**Task brief**
Return all the records, each one exactly as given.
• • • • •
//! Scripted agents and chat models for exercising the registry, orchestrator
//! and built-in agents without real datasets or external services.

use std::sync::atomic::{AtomicUsize, Ordering};
use std::time::Duration;

use async_trait::async_trait;
use concord_models::{Dataset, Direction, Signal};

use crate::agent::Agent;
use crate::capability::{ChatCompletion, ChatOptions};
use crate::error::{AgentError, CompletionError};

#[derive(Debug, Clone)]
enum Script {
    Signal { direction: Direction, confidence: f64 },
    Fail { dependency: bool, message: String },
    Panic,
}

/// An agent that replays a fixed script, optionally after a delay.
pub struct ScriptedAgent {
    name: String,
    script: Script,
    delay: Option<Duration>,
    calls: AtomicUsize,
}

impl ScriptedAgent {
    fn with_script(name: &str, script: Script) -> Self {
        Self {
            name: name.to_string(),
            script,
            delay: None,
            calls: AtomicUsize::new(0),
        }
    }

    pub fn fixed(name: &str, direction: Direction, confidence: f64) -> Self {
        Self::with_script(name, Script::Signal { direction, confidence })
    }

    pub fn failing(name: &str, message: &str) -> Self {
        Self::with_script(
            name,
            Script::Fail {
                dependency: false,
                message: message.to_string(),
            },
        )
    }

    pub fn missing_dependency(name: &str, message: &str) -> Self {
        Self::with_script(
            name,
            Script::Fail {
                dependency: true,
                message: message.to_string(),
            },
        )
    }

    /// Returns a confidence outside [0, 1], which the signal constructor rejects.
    pub fn invalid(name: &str) -> Self {
        Self::fixed(name, Direction::Bullish, 1.5)
    }

    pub fn panicking(name: &str) -> Self {
        Self::with_script(name, Script::Panic)
    }

    /// Sleep for `delay` before running the script.
    pub fn delayed(mut self, delay: Duration) -> Self {
        self.delay = Some(delay);
        self
    }

    /// Number of times `analyze` has been entered.
    pub fn calls(&self) -> usize {
        self.calls.load(Ordering::SeqCst)
    }
}

#[async_trait]
impl Agent for ScriptedAgent {
    fn name(&self) -> &str {
        &self.name
    }

    async fn analyze(&self, subject_id: &str, _dataset: &Dataset) -> Result<Signal, AgentError> {
        self.calls.fetch_add(1, Ordering::SeqCst);
        if let Some(delay) = self.delay {
            tokio::time::sleep(delay).await;
        }

        match &self.script {
            Script::Signal { direction, confidence } => Ok(Signal::new(
                *direction,
                *confidence,
                format!("Scripted {} view of {subject_id}", self.name),
            )?),
            Script::Fail { dependency: true, message } => Err(AgentError::Dependency(message.clone())),
            Script::Fail { dependency: false, message } => Err(AgentError::Analysis(message.clone())),
            Script::Panic => panic!("scripted agent {} panicked", self.name),
        }
    }
}

/// A chat completion that always gives the same answer.
pub struct CannedChat {
    reply: Result<String, CompletionError>,
    calls: AtomicUsize,
}

impl CannedChat {
    pub fn reply(text: &str) -> Self {
        Self {
            reply: Ok(text.to_string()),
            calls: AtomicUsize::new(0),
        }
    }

    pub fn rate_limited() -> Self {
        Self {
            reply: Err(CompletionError::RateLimited("429 Too Many Requests".to_string())),
            calls: AtomicUsize::new(0),
        }
    }

    pub fn calls(&self) -> usize {
        self.calls.load(Ordering::SeqCst)
    }
}

#[async_trait]
impl ChatCompletion for CannedChat {
    async fn complete(&self, _prompt: &str, _options: &ChatOptions) -> Result<String, CompletionError> {
        self.calls.fetch_add(1, Ordering::SeqCst);
        self.reply.clone()
    }
}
• • • • •
**Answer to this task**
//! Scripted agents and chat models for exercising the registry, orchestrator
//! and built-in agents without real datasets or external services.

use std::sync::atomic::{AtomicUsize, Ordering};
use std::time::Duration;

use async_trait::async_trait;
use concord_models::{Dataset, Direction, Signal};

use crate::agent::Agent;
use crate::capability::{ChatCompletion, ChatOptions};
use crate::error::{AgentError, CompletionError};

#[derive(Debug, Clone)]
enum Script {
    Signal { direction: Direction, confidence: f64 },
    Fail { dependency: bool, message: String },
    Panic,
}

/// An agent that replays a fixed script, optionally after a delay.
pub struct ScriptedAgent {
    name: String,
    script: Script,
    delay: Option<Duration>,
    calls: AtomicUsize,
}

impl ScriptedAgent {
    fn with_script(name: &str, script: Script) -> Self {
        Self {
            name: name.to_string(),
            script,
            delay: None,
            calls: AtomicUsize::new(0),
        }
    }

    pub fn fixed(name: &str, direction: Direction, confidence: f64) -> Self {
        Self::with_script(name, Script::Signal { direction, confidence })
    }

    pub fn failing(name: &str, message: &str) -> Self {
        Self::with_script(
            name,
            Script::Fail {
                dependency: false,
                message: message.to_string(),
            },
        )
    }

    pub fn missing_dependency(name: &str, message: &str) -> Self {
        Self::with_script(
            name,
            Script::Fail {
                dependency: true,
                message: message.to_string(),
            },
        )
    }

    /// Returns a confidence outside [0, 1], which the signal constructor rejects.
    pub fn invalid(name: &str) -> Self {
        Self::fixed(name, Direction::Bullish, 1.5)
    }

    pub fn panicking(name: &str) -> Self {
        Self::with_script(name, Script::Panic)
    }

    /// Sleep for `delay` before running the script.
    pub fn delayed(mut self, delay: Duration) -> Self {
        self.delay = Some(delay);
        self
    }

    /// Number of times `analyze` has been entered.
    pub fn calls(&self) -> usize {
        self.calls.load(Ordering::SeqCst)
    }
}

#[async_trait]
impl Agent for ScriptedAgent {
    fn name(&self) -> &str {
        &self.name
    }

    async fn analyze(&self, subject_id: &str, _dataset: &Dataset) -> Result<Signal, AgentError> {
        self.calls.fetch_add(1, Ordering::SeqCst);
        if let Some(delay) = self.delay {
            tokio::time::sleep(delay).await;
        }

        match &self.script {
            Script::Signal { direction, confidence } => Ok(Signal::new(
                *direction,
                *confidence,
                format!("Scripted {} view of {subject_id}", self.name),
            )?),
            Script::Fail { dependency: true, message } => Err(AgentError::Dependency(message.clone())),
            Script::Fail { dependency: false, message } => Err(AgentError::Analysis(message.clone())),
            Script::Panic => panic!("scripted agent {} panicked", self.name),
        }
    }
}

/// A chat completion that always gives the same answer.
pub struct CannedChat {
    reply: Result<String, CompletionError>,
    calls: AtomicUsize,
}

impl CannedChat {
    pub fn reply(text: &str) -> Self {
        Self {
            reply: Ok(text.to_string()),
            calls: AtomicUsize::new(0),
        }
    }

    pub fn rate_limited() -> Self {
        Self {
            reply: Err(CompletionError::RateLimited("429 Too Many Requests".to_string())),
            calls: AtomicUsize::new(0),
        }
    }

    pub fn calls(&self) -> usize {
        self.calls.load(Ordering::SeqCst)
    }
}

#[async_trait]
impl ChatCompletion for CannedChat {
    async fn complete(&self, _prompt: &str, _options: &ChatOptions) -> Result<String, CompletionError> {
        self.calls.fetch_add(1, Ordering::SeqCst);
        self.reply.clone()
    }
}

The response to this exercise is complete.